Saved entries

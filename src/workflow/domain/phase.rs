//! Workflow phases and the transitions that settle them.

use super::{ParsePhaseError, PhaseOutputs, SkipJustification};
use serde::{Deserialize, Serialize};
use std::fmt;

/// Ordered stage of the enforced delivery workflow.
#[derive(Debug, Clone, Copy, PartialEq, Eq, Hash, PartialOrd, Ord, Serialize, Deserialize)]
#[serde(rename_all = "snake_case")]
pub enum Phase {
    /// Understand the problem before committing to a plan.
    Investigation,
    /// Produce the task breakdown and execution plan.
    Planning,
    /// Write the change on a working branch.
    Implementation,
    /// Prove the change with tests and linters.
    Validation,
    /// Publish the change for review, typically as a pull request.
    Publication,
    /// Watch the published change until it lands.
    Monitoring,
}

impl Phase {
    /// Every phase in execution order.
    pub const ALL: [Self; 6] = [
        Self::Investigation,
        Self::Planning,
        Self::Implementation,
        Self::Validation,
        Self::Publication,
        Self::Monitoring,
    ];

    /// Returns the zero-based position of the phase.
    #[must_use]
    pub const fn index(self) -> u8 {
        match self {
            Self::Investigation => 0,
            Self::Planning => 1,
            Self::Implementation => 2,
            Self::Validation => 3,
            Self::Publication => 4,
            Self::Monitoring => 5,
        }
    }

    /// Returns the canonical storage representation.
    #[must_use]
    pub const fn as_str(self) -> &'static str {
        match self {
            Self::Investigation => "investigation",
            Self::Planning => "planning",
            Self::Implementation => "implementation",
            Self::Validation => "validation",
            Self::Publication => "publication",
            Self::Monitoring => "monitoring",
        }
    }

    /// Returns the phase that follows this one, if any.
    #[must_use]
    pub const fn next(self) -> Option<Self> {
        match self {
            Self::Investigation => Some(Self::Planning),
            Self::Planning => Some(Self::Implementation),
            Self::Implementation => Some(Self::Validation),
            Self::Validation => Some(Self::Publication),
            Self::Publication => Some(Self::Monitoring),
            Self::Monitoring => None,
        }
    }

    /// Returns whether this is the terminal phase.
    ///
    /// The terminal phase may be re-entered to record monitoring updates.
    #[must_use]
    pub const fn is_terminal(self) -> bool {
        matches!(self, Self::Monitoring)
    }

    /// Returns whether the phase may be bypassed with a justification.
    #[must_use]
    pub const fn is_skippable(self) -> bool {
        matches!(self, Self::Investigation)
    }
}

impl fmt::Display for Phase {
    fn fmt(&self, f: &mut fmt::Formatter<'_>) -> fmt::Result {
        f.write_str(self.as_str())
    }
}

impl TryFrom<&str> for Phase {
    type Error = ParsePhaseError;

    fn try_from(value: &str) -> Result<Self, Self::Error> {
        let normalized = value.trim().to_ascii_lowercase();
        Self::ALL
            .into_iter()
            .find(|phase| phase.as_str() == normalized)
            .ok_or_else(|| ParsePhaseError(value.to_owned()))
    }
}

/// How a phase is settled.
///
/// Completion and skipping share one validation path in
/// [`super::PhaseStateMachine::plan_transition`].
#[derive(Debug, Clone, PartialEq, Eq)]
pub enum PhaseTransition {
    /// The phase ran and produced these outputs.
    Completed(PhaseOutputs),
    /// The phase was bypassed for the recorded reason.
    Skipped(SkipJustification),
}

▶ [Work instruction]:
Show all lines above that contain "ParsePhaseError".

▶ [Answer section]:
use super::{ParsePhaseError, PhaseOutputs, SkipJustification};
    type Error = ParsePhaseError;
            .ok_or_else(|| ParsePhaseError(value.to_owned()))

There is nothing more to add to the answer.